Fewer and more scattered data were available for the determination of α, for which the relative standard errors ranged from 23 to 45 %. α values of 0.2, 1 and 3 μg kg^{−1} were obtained for Cd, Hg and Pb, respectively (Table 1). This would correspond to estimated limits of detection of 0.6, 3 and 9 μg kg^{−1} in blood and urine matrices. These limits are well above—up to 20 times—those determined experimentally for a specific sample treatment and a dedicated instrumental technique. Such over-estimated values may be due to the fact that the presented α values derive from reproducibility standard deviations (computed from results reported in the frame of several PT schemes, and obtained using various analytical methods), whereas C_{LOD} are usually determined under repeatability conditions.

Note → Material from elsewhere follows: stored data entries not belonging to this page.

use axum::{
    Json,
    http::StatusCode,
    response::{IntoResponse, Response},
};
use serde::Serialize;
use thiserror::Error;

#[derive(Debug, Error)]
pub enum AppError {
    #[error("Validation error: {0}")]
    ValidationError(#[from] validator::ValidationErrors),

    #[error("Bad request: {0}")]
    BadRequest(anyhow::Error),

    #[error("Not found: {0}")]
    NotFound(anyhow::Error),

    #[error("Unauthorized: {0}")]
    Unauthorized(anyhow::Error),

    #[error("Forbidden: {0}")]
    Forbidden(anyhow::Error),

    #[error("Authentication error: {0}")]
    AuthError(anyhow::Error),

    #[error("Conflict: {0}")]
    Conflict(anyhow::Error),

    #[error("Too many requests: {0}")]
    TooManyRequests(String, Option<u64>),

    #[error("Internal server error: {0}")]
    InternalError(#[from] anyhow::Error),

    #[error("Bad Gateway: {0}")]
    BadGateway(String),

    #[error("Service Unavailable")]
    ServiceUnavailable,

    #[error("Database error: {0}")]
    DatabaseError(anyhow::Error),

    #[error("Cache error: {0}")]
    CacheError(#[from] redis::RedisError),

    #[error("Configuration error: {0}")]
    ConfigError(anyhow::Error),
}

impl From<config::ConfigError> for AppError {
    fn from(err: config::ConfigError) -> Self {
        AppError::ConfigError(anyhow::Error::new(err))
    }
}

impl From<std::io::Error> for AppError {
    fn from(err: std::io::Error) -> Self {
        AppError::InternalError(anyhow::Error::new(err))
    }
}

impl From<mongodb::error::Error> for AppError {
    fn from(err: mongodb::error::Error) -> Self {
        AppError::DatabaseError(anyhow::Error::new(err))
    }
}

/// JSON body returned for every error response.
#[derive(Debug, Serialize)]
pub struct ErrorResponse {
    pub error: String,
    #[serde(skip_serializing_if = "Option::is_none")]
    pub details: Option<String>,
}

impl AppError {
    pub fn status(&self) -> StatusCode {
        match self {
            AppError::ValidationError(_) | AppError::BadRequest(_) => StatusCode::BAD_REQUEST,
            AppError::NotFound(_) => StatusCode::NOT_FOUND,
            AppError::Unauthorized(_) | AppError::AuthError(_) => StatusCode::UNAUTHORIZED,
            AppError::Forbidden(_) => StatusCode::FORBIDDEN,
            AppError::Conflict(_) => StatusCode::CONFLICT,
            AppError::TooManyRequests(..) => StatusCode::TOO_MANY_REQUESTS,
            AppError::BadGateway(_) => StatusCode::BAD_GATEWAY,
            AppError::ServiceUnavailable => StatusCode::SERVICE_UNAVAILABLE,
            AppError::InternalError(_)
            | AppError::DatabaseError(_)
            | AppError::CacheError(_)
            | AppError::ConfigError(_) => StatusCode::INTERNAL_SERVER_ERROR,
        }
    }
}

impl IntoResponse for AppError {
    fn into_response(self) -> Response {
        let status = self.status();

        // Server-side failures are logged in full and answered generically.
        let (error_message, details, retry_after) = match self {
            AppError::ValidationError(err) => {
                ("Validation error".to_string(), Some(err.to_string()), None)
            }
            AppError::BadRequest(err)
            | AppError::NotFound(err)
            | AppError::Unauthorized(err)
            | AppError::Forbidden(err)
            | AppError::AuthError(err)
            | AppError::Conflict(err) => (err.to_string(), None, None),
            AppError::TooManyRequests(msg, retry) => (msg, None, retry),
            AppError::BadGateway(msg) => (format!("Bad Gateway: {}", msg), None, None),
            AppError::ServiceUnavailable => ("Service unavailable".to_string(), None, None),
            AppError::InternalError(err) => {
                tracing::error!(error = ?err, "Internal server error");
                ("Internal server error".to_string(), None, None)
            }
            AppError::DatabaseError(err) => {
                tracing::error!(error = %err, "Database error");
                ("Database error".to_string(), None, None)
            }
            AppError::CacheError(err) => {
                tracing::error!(error = %err, "Cache error");
                ("Cache error".to_string(), None, None)
            }
            AppError::ConfigError(err) => {
                tracing::error!(error = %err, "Configuration error");
                ("Configuration error".to_string(), None, None)
            }
        };

        let mut res = (
            status,
            Json(ErrorResponse {
                error: error_message,
                details,
            }),
        )
            .into_response();

        if let Some(retry) = retry_after {
            res.headers_mut()
                .insert(axum::http::header::RETRY_AFTER, retry.into());
        }

        res
    }
}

The ratio α/β for each element from the different matrices and PT schemes are in agreement within 20 %, when excluding the value for the PMQAS Cd in urine. Ratios of the order of 2, 8 and 48 μg kg^{−1} were obtained for Cd, Hg and Pb, respectively (Table 1). When combining with Eq. 4, the following approximations are derived: α/β ≈ 2C_{LOQ} for β = 0.05 (i.e. PMQAS) or α/β ≈ C_{LOQ} for β = 0.10 (i.e. PCI or QMEQAS). This indicates that CTQ might have organized some PT rounds close to the limit of quantification, below which measurement relative uncertainties higher than 22 % are to be expected. This could explain the high scatter of data points at the low concentration range.
Conclusion
The “uncertainty function” introduced by Thompson et al. [2] describes well the trend of reproducibility standard deviation versus mass fraction for cadmium, mercury and lead in blood and urine samples. The compilation of α and β calculated using a simple mathematical approach (without any data weighting) will allow CTQ to estimate reproducibility standards deviations and to derive the standard deviation of performance assessment (σ_{PT}) for various PT-element-matrix combination. The robust statistical treatment prescribed by the ISO 13528 guide [13] would be performed for confirmation. On the other hand, participants could use the same function to calculate the reproducibility standard deviation to derive a reasonable estimate of their measurement uncertainty, as prescribed by the Eurolab [14]. The CTQ intends to evaluate the “uncertainty function” for the remaining elements and matrices available.
Furthermore, the CTQ will evaluate the dispatch of identical PT samples in several PT schemes, using, for example, the assigned values (X_{Ref}, σ_{PT}) of one PT round to the other PTs, similar to what is implemented by the International Measurement Evaluation Program (IMEP) [15]. This could significantly reduce the costs for homogeneity and stability investigation, ensuring the propagation of sound metrological principle to various groups of participants.